"Tuan, kecilkan suaramu dan mulailah bermain catur denganku. Jika memang aku kalah, kau boleh merobek keperawanan yang kumiliki sepuas hatimu."
Tanpa rasa takut yang memang Meraka tidak akan pernah miliki, pada akhirnya meja catur dipersiapkan untuk sebuah kompetisi kejeniusan.
Berjam-jam berlalu dan keempat Dosen pada akhirnya menyerah kalah. Sedangkan kain yang melekat di tubuhku mulai turun sekitar se-senti, karena otak bapakku sudah mulai terkontaminasi oleh rayap rayap kesukaran hidup dalam pikirannya.
"Sekali pertandingan lagi, kalung ini taruhannya."
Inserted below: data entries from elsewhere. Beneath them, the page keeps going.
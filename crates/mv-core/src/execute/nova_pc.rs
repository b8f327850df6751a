//! Legacy transfer-of-control handlers: JMP, JSR.

use super::helpers::unimplemented;
use super::Flow;
use crate::addr::Address;
use crate::decode::{DecodedInstruction, OperandPayload};
use crate::fault::CpuError;
use crate::memory::MemoryBus;
use crate::resolve::resolve_8bit;
use crate::state::CpuState;

pub fn execute(
    state: &mut CpuState,
    mem: &mut dyn MemoryBus,
    limit: u32,
    instr: &DecodedInstruction,
) -> Result<Flow, CpuError> {
    match (instr.mnemonic, instr.payload) {
        ("JMP", OperandPayload::NoAccEff { ind, mode, disp }) => {
            let ea = resolve_8bit(state, mem, limit, ind, mode, disp)?;
            state.set_pc(Address::from_phys(ea));
            Ok(Flow::Jump)
        }
        ("JSR", OperandPayload::NoAccEff { ind, mode, disp }) => {
            let ea = resolve_8bit(state, mem, limit, ind, mode, disp)?;
            // The legacy convention: the 15-bit return offset lands in AC3.
            let ret = (state.pc().offset().wrapping_add(1) & 0x7FFF) as u16;
            state.set_ac16(3, ret);
            state.set_pc(Address::from_phys(ea));
            Ok(Flow::Jump)
        }
        _ => Err(unimplemented(instr)),
    }
}
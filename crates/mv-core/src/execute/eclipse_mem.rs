//! Extended-set memory reference handlers, including the mode-flag
//! instruction's load-effective-address semantics.

use super::helpers::{ring_byte_addr, unimplemented};
use super::Flow;
use crate::decode::{DecodedInstruction, OperandPayload};
use crate::fault::CpuError;
use crate::memory::MemoryBus;
use crate::resolve::{resolve_15bit, resolve_8bit};
use crate::state::CpuState;

pub fn execute(
    state: &mut CpuState,
    mem: &mut dyn MemoryBus,
    limit: u32,
    instr: &DecodedInstruction,
) -> Result<Flow, CpuError> {
    match (instr.mnemonic, instr.payload) {
        ("LEF", OperandPayload::LoadEff { ac, ind, mode, disp }) => {
            let ea = resolve_8bit(state, mem, limit, ind, mode, disp)?;
            state.set_ac16(usize::from(ac), (ea & 0x7FFF) as u16);
            Ok(Flow::Advance)
        }
        ("ELDA", OperandPayload::AccEff15 { ac, ind, mode, disp }) => {
            let ea = resolve_15bit(state, mem, limit, ind, mode, disp, 0)?;
            state.set_ac16(usize::from(ac), mem.read_word(ea));
            Ok(Flow::Advance)
        }
        ("ESTA", OperandPayload::AccEff15 { ac, ind, mode, disp }) => {
            let ea = resolve_15bit(state, mem, limit, ind, mode, disp, 0)?;
            mem.write_word(ea, state.ac16(usize::from(ac)));
            Ok(Flow::Advance)
        }
        ("ELEF", OperandPayload::AccEff15 { ac, ind, mode, disp }) => {
            let ea = resolve_15bit(state, mem, limit, ind, mode, disp, 0)?;
            state.set_ac16(usize::from(ac), (ea & 0x7FFF) as u16);
            Ok(Flow::Advance)
        }
        ("ELDB", OperandPayload::TwoAcc { acs, acd }) => {
            let bp = ring_byte_addr(state.pc(), u32::from(state.ac16(usize::from(acs))));
            state.set_ac16(usize::from(acd), u16::from(mem.read_byte(bp)));
            Ok(Flow::Advance)
        }
        ("ESTB", OperandPayload::TwoAcc { acs, acd }) => {
            let bp = ring_byte_addr(state.pc(), u32::from(state.ac16(usize::from(acs))));
            mem.write_byte(bp, state.ac16(usize::from(acd)) as u8);
            Ok(Flow::Advance)
        }
        ("EISZ", OperandPayload::Eff15 { ind, mode, disp }) => {
            let ea = resolve_15bit(state, mem, limit, ind, mode, disp, 0)?;
            let value = mem.read_word(ea).wrapping_add(1);
            mem.write_word(ea, value);
            Ok(if value == 0 { Flow::Skip } else { Flow::Advance })
        }
        ("EDSZ", OperandPayload::Eff15 { ind, mode, disp }) => {
            let ea = resolve_15bit(state, mem, limit, ind, mode, disp, 0)?;
            let value = mem.read_word(ea).wrapping_sub(1);
            mem.write_word(ea, value);
            Ok(if value == 0 { Flow::Skip } else { Flow::Advance })
        }
        _ => Err(unimplemented(instr)),
    }
}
Kalung ditukar oleh uang yang sudah terkumpul dari hasil permainan catur dan kendurnya gaun, yang melekat di tubuhku.
"Kau kalah, Tuan!"
Pada akhirnya Subuh datang, perhiasan dan uang sudah di benahi ayah dan kakak. Namun ketika hendak melangkah keluar dari rumah, mataku liar mencari semua uang dan perhiasan yang baru saja kudapatkan dengan begitu mudahnya.
"Ayah, Kakak! Berikan semuanya kepadaku atau kalian ingin menikmati betapa tajamnya belati ini." Sambil menjilati pisau yang sore tadi baru saja kuasah.
Pandangan mata ayah mulai ciut, namun kakak tetap mempertahankan uang dalam sakunya.
"Aku sakau, Dik!"
"Bedebah busuk! Tidak akan bisa kau rampas yang sudah menjadi milikku." Sambil merobek kantungnya dan mengambil semua uang-uang yang ada dalam saku.